A ces réfugiés syriens en Jordanie, le journalisme offre espoir et opportunité de reconstruire leur pays

Jbeily apprécie la soirée tout en racontant son périple de Syrie en Jordanie. Photo de l'auteur.

Son visage luit dans la blancheur crue du néon sur le mur blanc écaillé de la maison. La chaleur de ce début de juillet rend les gouttelettes de sueur distinctement visibles sur son front. Malgré un barrage d'insectes qui occupent et encerclent sans relâche son espace personnel, elle paraît détendue, posée, mais avant tout, sûre d'elle-même.
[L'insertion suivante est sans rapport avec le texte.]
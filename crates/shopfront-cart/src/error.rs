//! Cart error types.

use thiserror::Error;

/// Errors from the underlying key-value storage.
#[derive(Error, Debug, Clone, PartialEq, Eq)]
pub enum StorageError {
    /// The write would exceed the storage quota.
    #[error("Storage quota exceeded while writing {key}")]
    QuotaExceeded { key: String },

    /// Storage is disabled or inaccessible (private mode, sandboxed frame).
    #[error("Storage unavailable: {0}")]
    Unavailable(String),
}

/// Errors that can occur in cart operations.
#[derive(Error, Debug)]
pub enum CartError {
    /// Storage read or write failed.
    #[error("Storage error: {0}")]
    Storage(#[from] StorageError),

    /// The cart could not be serialized.
    #[error("Serialization error: {0}")]
    Serialization(#[from] serde_json::Error),

    /// Accumulating quantities overflowed.
    #[error("Quantity overflow for item {0}")]
    QuantityOverflow(String),
}
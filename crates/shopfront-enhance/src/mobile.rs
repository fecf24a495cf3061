//! Mobile menu toggle and horizontally scrollable tables.

use shopfront_core::MobileConfig;
use shopfront_dom::{Dom, DomResult, ElementId, Selector, SelectorError};
use shopfront_observability::StructuredLogger;

/// The first `.mobile-menu-toggle` paired with the first `.mobile-menu`.
#[derive(Debug, Clone)]
pub struct MobileMenu {
    toggle: ElementId,
    menu: ElementId,
    hidden_class: String,
    open_class: String,
}

impl MobileMenu {
    /// Find the toggle and menu. `Ok(None)` if either is missing.
    pub fn attach<D: Dom>(dom: &D, config: &MobileConfig) -> Result<Option<Self>, SelectorError> {
        let toggle_selector = Selector::parse(&config.toggle_selector)?;
        let menu_selector = Selector::parse(&config.menu_selector)?;

        let (Some(toggle), Some(menu)) = (dom.query(&toggle_selector), dom.query(&menu_selector))
        else {
            return Ok(None);
        };

        Ok(Some(Self {
            toggle,
            menu,
            hidden_class: config.hidden_class.clone(),
            open_class: config.menu_open_class.clone(),
        }))
    }

    /// The toggle control.
    pub fn toggle(&self) -> ElementId {
        self.toggle
    }

    /// Flip menu visibility. Returns whether the menu is now shown.
    pub fn on_click<D: Dom>(&self, dom: &mut D) -> DomResult<bool> {
        let hidden = dom.toggle_class(self.menu, &self.hidden_class)?;
        if let Some(body) = dom.body() {
            dom.toggle_class(body, &self.open_class)?;
        }
        Ok(!hidden)
    }
}

/// Wraps tables in a scroll container so wide tables do not break the
/// mobile layout.
#[derive(Debug, Clone)]
pub struct ResponsiveTables {
    tables: Selector,
    wrapper_class: String,
    logger: StructuredLogger,
}

impl ResponsiveTables {
    /// Create from configuration.
    pub fn new(config: &MobileConfig, logger: &StructuredLogger) -> Result<Self, SelectorError> {
        Ok(Self {
            tables: Selector::parse(&config.table_selector)?,
            wrapper_class: config.table_wrapper_class.clone(),
            logger: logger.for_component("mobile"),
        })
    }

    /// Wrap every table not already wrapped. Returns how many were wrapped.
    ///
    /// Safe to run repeatedly: a table whose parent already carries the
    /// wrapper class is skipped.
    pub fn wrap_all<D: Dom>(&self, dom: &mut D) -> usize {
        let mut wrapped = 0;
        for table in dom.query_all(&self.tables) {
            let Some(parent) = dom.parent(table) else {
                continue;
            };
            if dom.has_class(parent, &self.wrapper_class) {
                continue;
            }
            match self.wrap(dom, parent, table) {
                Ok(()) => wrapped += 1,
                Err(e) => self
                    .logger
                    .debug_with("Could not wrap table", &[("error", &e)]),
            }
        }
        wrapped
    }

    fn wrap<D: Dom>(&self, dom: &mut D, parent: ElementId, table: ElementId) -> DomResult<()> {
        let wrapper = dom.create_element("div")?;
        dom.set_class_name(wrapper, &self.wrapper_class)?;
        dom.insert_before(parent, wrapper, Some(table))?;
        dom.append_child(wrapper, table)
    }
}

#[cfg(test)]
mod tests {
    use super::*;
    use shopfront_dom::MemoryDom;

    #[test]
    fn test_menu_toggle() {
        let mut dom = MemoryDom::new();
        let body = dom.body().unwrap();
        let toggle = dom.build("button").class("mobile-menu-toggle").append_to(body);
        let menu = dom
            .build("nav")
            .class("mobile-menu")
            .class("hidden")
            .append_to(body);

        let mobile = MobileMenu::attach(&dom, &MobileConfig::default())
            .unwrap()
            .unwrap();
        assert_eq!(mobile.toggle(), toggle);

        assert!(mobile.on_click(&mut dom).unwrap());
        assert!(!dom.has_class(menu, "hidden"));
        assert!(dom.has_class(body, "menu-open"));

        assert!(!mobile.on_click(&mut dom).unwrap());
        assert!(dom.has_class(menu, "hidden"));
        assert!(!dom.has_class(body, "menu-open"));
    }

    #[test]
    fn test_menu_missing_is_none() {
        let mut dom = MemoryDom::new();
        let body = dom.body().unwrap();
        dom.build("button").class("mobile-menu-toggle").append_to(body);
        assert!(MobileMenu::attach(&dom, &MobileConfig::default())
            .unwrap()
            .is_none());
    }

    #[test]
    fn test_bad_selector_is_error() {
        let config = MobileConfig {
            menu_selector: "nav > ul".to_string(),
            ..MobileConfig::default()
        };
        assert!(MobileMenu::attach(&MemoryDom::new(), &config).is_err());
    }

    #[test]
    fn test_wrap_tables_once() {
        let mut dom = MemoryDom::new();
        let body = dom.body().unwrap();
        let section = dom.build("section").append_to(body);
        let intro = dom.build("p").append_to(section);
        let first = dom.build("table").append_to(section);
        let second = dom.build("table").append_to(body);

        let tables =
            ResponsiveTables::new(&MobileConfig::default(), &StructuredLogger::disabled()).unwrap();
        assert_eq!(tables.wrap_all(&mut dom), 2);

        let wrapper = dom.parent(first).unwrap();
        assert!(dom.has_class(wrapper, "responsive-table"));
        assert_eq!(dom.children(section), vec![intro, wrapper]);
        assert!(dom.has_class(dom.parent(second).unwrap(), "responsive-table"));

        assert_eq!(tables.wrap_all(&mut dom), 0);
        assert_eq!(
            dom.query_all(&Selector::class("responsive-table")).len(),
            2
        );
    }
}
Elle a eu cinq années pour développer une résilience à l'occupation et à l'encerclement, et les insectes ne la dérangent plus comme au début.
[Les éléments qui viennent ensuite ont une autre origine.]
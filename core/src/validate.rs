//! Definition and package validation.
//!
//! Checks command definitions against the platform's structural limits
//! before they are sent for registration: name format, description length,
//! option counts, nesting rules and required-before-optional ordering.
//! Findings are returned as a list; the builder itself never rejects input.
//!
//! # Examples
//!
//! ```
//! use slash_command_core::*;
//!
//! let query = ArgumentDescriptor::string(ArgumentOptions::new("query", "Search text."));
//! let command = SlashCommand::new("search", "Searches the wiki.").args("<{}>", &[&query]);
//! assert!(validate_command(command.data()).is_empty());
//!
//! // Names must be lowercase.
//! let bad = SlashCommandData::new("Search", "Searches the wiki.");
//! assert!(!validate_command(&bad).is_empty());
//! ```

use std::collections::HashSet;
use std::sync::LazyLock;

use regex::Regex;
use thiserror::Error;

use crate::{CommandOption, CommandPackage, OptionKind, SlashCommandData};

/// Maximum number of options at one nesting level.
pub const MAX_OPTIONS: usize = 25;
/// Maximum number of choices on one option.
pub const MAX_CHOICES: usize = 25;
/// Maximum description length in characters.
pub const MAX_DESCRIPTION_LEN: usize = 100;

static NAME_PATTERN: LazyLock<Regex> = LazyLock::new(|| {
    Regex::new(r"^[-_\p{Ll}\p{Lo}\p{N}]{1,32}$")
        .expect("static regex must compile")
});

/// Definition/package validation errors.
///
/// Paths are the space-separated chain of names from the command down to
/// the offending entry, e.g. `"tags add name"`.
#[derive(Debug, Clone, PartialEq, Eq, Error)]
pub enum ValidationError {
    /// Package version string is empty.
    #[error("package version cannot be empty")]
    EmptyPackageVersion,
    /// Two commands in the same package share a name.
    #[error("duplicate command in package: {0}")]
    DuplicateCommand(String),
    /// Name is missing, too long, or contains disallowed characters.
    #[error("invalid name at {path}: {name:?}")]
    InvalidName { path: String, name: String },
    /// Description is missing or longer than 100 characters.
    #[error("invalid description length at {path}: {len}")]
    InvalidDescription { path: String, len: usize },
    /// More than 25 options at one level.
    #[error("too many options at {path}: {count}")]
    TooManyOptions { path: String, count: usize },
    /// More than 25 choices on one option.
    #[error("too many choices at {path}: {count}")]
    TooManyChoices { path: String, count: usize },
    /// Two entries at the same level share a name.
    #[error("duplicate option at {0}")]
    DuplicateOption(String),
    /// A group holds something other than subcommands, or a subcommand
    /// holds a container.
    #[error("invalid nesting at {path}: {kind} not allowed here")]
    InvalidNesting { path: String, kind: OptionKind },
    /// Subcommands or groups share a level with plain arguments.
    #[error("subcommands and arguments mixed at {0}")]
    MixedLevel(String),
    /// A required argument follows an optional one.
    #[error("required option after optional at {0}")]
    RequiredAfterOptional(String),
}

/// Validates every command in a package.
///
/// An empty version stops validation immediately; otherwise findings from
/// all commands are collected.
///
/// # Examples
///
/// ```
/// use slash_command_core::*;
///
/// let mut package = CommandPackage::new("1.0.0");
/// package.commands.push(SlashCommandData::new("ping", "Pong."));
/// assert!(validate_package(&package).is_empty());
///
/// package.commands.push(SlashCommandData::new("ping", "Pong again."));
/// let errors = validate_package(&package);
/// assert!(errors.iter().any(|e| matches!(e, ValidationError::DuplicateCommand(_))));
/// ```
pub fn validate_package(package: &CommandPackage) -> Vec<ValidationError> {
    let mut errors = Vec::new();

    if package.version.trim().is_empty() {
        errors.push(ValidationError::EmptyPackageVersion);
        return errors;
    }

    let mut seen_commands: HashSet<&str> = HashSet::new();
    for command in &package.commands {
        if !seen_commands.insert(command.name.as_str()) {
            errors.push(ValidationError::DuplicateCommand(command.name.clone()));
        }
        errors.extend(validate_command(command));
    }

    errors
}

/// Validates one command definition.
pub fn validate_command(command: &SlashCommandData) -> Vec<ValidationError> {
    let mut errors = Vec::new();
    let path = command.name.clone();

    check_name(&path, &command.name, &mut errors);
    check_description(&path, &command.description, &mut errors);
    check_level(&path, &command.options, None, &mut errors);

    errors
}

fn check_name(path: &str, name: &str, errors: &mut Vec<ValidationError>) {
    if !NAME_PATTERN.is_match(name) {
        errors.push(ValidationError::InvalidName {
            path: path.to_string(),
            name: name.to_string(),
        });
    }
}

fn check_description(path: &str, description: &str, errors: &mut Vec<ValidationError>) {
    let len = description.chars().count();
    if len == 0 || len > MAX_DESCRIPTION_LEN {
        errors.push(ValidationError::InvalidDescription {
            path: path.to_string(),
            len,
        });
    }
}

/// Checks one level of options. `parent` is the kind of the enclosing
/// option, `None` at the top level.
fn check_level(
    path: &str,
    options: &[CommandOption],
    parent: Option<OptionKind>,
    errors: &mut Vec<ValidationError>,
) {
    if options.len() > MAX_OPTIONS {
        errors.push(ValidationError::TooManyOptions {
            path: path.to_string(),
            count: options.len(),
        });
    }

    let containers = options.iter().filter(|opt| opt.is_container()).count();
    if parent.is_none() && containers > 0 && containers < options.len() {
        errors.push(ValidationError::MixedLevel(path.to_string()));
    }

    let mut seen: HashSet<&str> = HashSet::new();
    let mut seen_optional = false;

    for option in options {
        let name = option.name.as_deref().unwrap_or_default();
        let option_path = format!("{path} {name}");

        check_name(&option_path, name, errors);
        check_description(
            &option_path,
            option.description.as_deref().unwrap_or_default(),
            errors,
        );

        if !seen.insert(name) {
            errors.push(ValidationError::DuplicateOption(option_path.clone()));
        }

        let allowed = match parent {
            Some(OptionKind::SubcommandGroup) => option.kind == OptionKind::Subcommand,
            Some(OptionKind::Subcommand) => !option.is_container(),
            _ => true,
        };
        if !allowed {
            errors.push(ValidationError::InvalidNesting {
                path: option_path.clone(),
                kind: option.kind,
            });
        }

        if let Some(choices) = &option.choices {
            if choices.len() > MAX_CHOICES {
                errors.push(ValidationError::TooManyChoices {
                    path: option_path.clone(),
                    count: choices.len(),
                });
            }
        }

        if option.is_container() {
            check_level(&option_path, option.suboptions(), Some(option.kind), errors);
        } else if option.required == Some(true) {
            if seen_optional {
                errors.push(ValidationError::RequiredAfterOptional(option_path));
            }
        } else {
            seen_optional = true;
        }
    }
}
Zein Jbeily est une réfugiée syrienne d'Alep qui a fui son pays, la Syrie, en 2012. Depuis cinq ans, Jbeily est une militante citoyenne, qui a choisi de lutter pour les droits de son peuple par l'action non-violente et l'engagement dans l'écriture.
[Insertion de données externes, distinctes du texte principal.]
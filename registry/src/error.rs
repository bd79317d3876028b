//! Error types for registration operations.
//!
//! Provides a unified error type covering all failure modes: I/O,
//! serialization, missing credentials, and HTTP transport or status errors.

use thiserror::Error;

/// Errors that can occur while storing, logging or registering commands.
#[derive(Debug, Error)]
pub enum RegistryError {
    /// File I/O failure.
    #[error("I/O error: {0}")]
    IoError(#[from] std::io::Error),

    /// JSON parsing or serialization failure.
    #[error("JSON error: {0}")]
    JsonError(#[from] serde_json::Error),

    /// YAML parsing or serialization failure.
    #[error("YAML error: {0}")]
    YamlError(#[from] serde_yaml::Error),

    /// No bot token configured.
    #[error("missing bot token")]
    MissingToken,

    /// No application id configured.
    #[error("missing application id")]
    MissingApplicationId,

    /// The API answered with a non-success status.
    #[error("HTTP status {0}")]
    Status(u16),

    /// Connection, TLS or protocol failure.
    #[error("HTTP error: {0}")]
    Http(String),
}

impl From<ureq::Error> for RegistryError {
    fn from(err: ureq::Error) -> Self {
        match err {
            ureq::Error::StatusCode(code) => RegistryError::Status(code),
            other => RegistryError::Http(other.to_string()),
        }
    }
}

/// Convenience alias for results with [`RegistryError`].
pub type Result<T> = std::result::Result<T, RegistryError>;
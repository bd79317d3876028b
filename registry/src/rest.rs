//! Bulk command registration over the platform's REST API.
//!
//! Registration is a bulk overwrite: the full command set is sent with one
//! `PUT`, replacing whatever was registered before. Sending an empty set
//! unregisters everything.

use serde_json::Value;
use slash_command_core::SlashCommandData;
use tracing::debug;

use crate::config::RegistrationConfig;
use crate::error::{RegistryError, Result};

/// Default API root.
pub const DEFAULT_API_BASE: &str = "https://discord.com/api/v10";

/// Sends a command set to the platform.
///
/// Implemented by [`HttpRegistrar`]; tests and offline tools can supply
/// their own implementation.
pub trait Registrar {
    /// Replaces the registered command set with `commands`.
    ///
    /// Returns how many commands the platform acknowledged.
    fn put_commands(
        &self,
        config: &RegistrationConfig,
        commands: &[SlashCommandData],
    ) -> Result<usize>;
}

/// [`Registrar`] backed by a blocking HTTP client.
///
/// # Examples
///
/// ```
/// use slash_command_registry::{HttpRegistrar, RegistrationConfig};
///
/// let registrar = HttpRegistrar::new();
/// let config = RegistrationConfig::new("secret", "42").with_guild("7");
/// assert_eq!(
///     registrar.commands_url(&config).unwrap(),
///     "https://discord.com/api/v10/applications/42/guilds/7/commands"
/// );
/// ```
#[derive(Debug, Clone)]
pub struct HttpRegistrar {
    base_url: String,
}

impl Default for HttpRegistrar {
    fn default() -> Self {
        Self::new()
    }
}

impl HttpRegistrar {
    /// Creates a registrar for the public API.
    pub fn new() -> Self {
        Self {
            base_url: DEFAULT_API_BASE.to_string(),
        }
    }

    /// Overrides the API root, e.g. for a proxy.
    pub fn with_base_url(mut self, base_url: impl Into<String>) -> Self {
        self.base_url = base_url.into().trim_end_matches('/').to_string();
        self
    }

    /// Returns the endpoint for the configured scope.
    ///
    /// # Errors
    ///
    /// [`MissingApplicationId`](RegistryError::MissingApplicationId) when no
    /// application id is configured.
    pub fn commands_url(&self, config: &RegistrationConfig) -> Result<String> {
        let application_id = config
            .application_id
            .as_deref()
            .ok_or(RegistryError::MissingApplicationId)?;

        Ok(match config.guild_id.as_deref() {
            Some(guild_id) => format!(
                "{}/applications/{}/guilds/{}/commands",
                self.base_url, application_id, guild_id
            ),
            None => format!("{}/applications/{}/commands", self.base_url, application_id),
        })
    }
}

impl Registrar for HttpRegistrar {
    fn put_commands(
        &self,
        config: &RegistrationConfig,
        commands: &[SlashCommandData],
    ) -> Result<usize> {
        config.validate()?;
        let token = config.token.as_deref().ok_or(RegistryError::MissingToken)?;
        let url = self.commands_url(config)?;
        debug!(url = %url, count = commands.len(), "Sending command set");

        let agent = ureq::Agent::new_with_defaults();
        let response = agent
            .put(&url)
            .header("Authorization", &format!("Bot {token}"))
            .send_json(commands)?;

        let acknowledged = response
            .into_body()
            .read_json::<Vec<Value>>()
            .map_err(|e| RegistryError::Http(format!("could not parse response: {e}")))?;

        Ok(acknowledged.len())
    }
}

#[cfg(test)]
mod tests {
    use super::*;

    #[test]
    fn test_global_url() {
        let config = RegistrationConfig::new("t", "1095");
        assert_eq!(
            HttpRegistrar::new().commands_url(&config).unwrap(),
            "https://discord.com/api/v10/applications/1095/commands"
        );
    }

    #[test]
    fn test_custom_base_trims_slash() {
        let registrar = HttpRegistrar::new().with_base_url("http://localhost:8080/api/");
        let config = RegistrationConfig::new("t", "1");
        assert_eq!(
            registrar.commands_url(&config).unwrap(),
            "http://localhost:8080/api/applications/1/commands"
        );
    }

    #[test]
    fn test_put_without_token_fails_before_network() {
        let config = RegistrationConfig {
            application_id: Some("1".into()),
            ..Default::default()
        };
        let err = HttpRegistrar::new().put_commands(&config, &[]).unwrap_err();
        assert!(matches!(err, RegistryError::MissingToken));
    }
}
“Les armes n'ont pas non plus fait la preuve historiquement qu'elles sont la meilleure solution. La non-violence est la plus grande arme à portée de l'humanité, plus puissante que l'arme de destruction la plus puissante”, se confie-t- elle à Global Voices. En Syrie, soutient Jebily, “les balles sont tirées non sur un ennemi, mais sur votre voisin et peut-être votre frère”.

Jbeily s'est prise de passion pour l'action non-violente et a lancé sa propre guerre, en utilisant l'écriture et l'enquête journalistique en lieu et place des missiles et balles, en vue d'améliorer la vie des Syriens habitant en Jordanie.

Jbeily n'a pourtant pas toujours tenu un stylo. “En Syrie, je ne travaillais pas”, dit-elle en évoquant sa vie de mère au foyer. Mais pendant la révolution, son mépris viscéral pour le régime Assad—un mépris partagé par de nombreux Syriens de Jordanie—a fait du journalisme et de la documentation des atrocités commises par les forces du régime une réaction quasi naturelle.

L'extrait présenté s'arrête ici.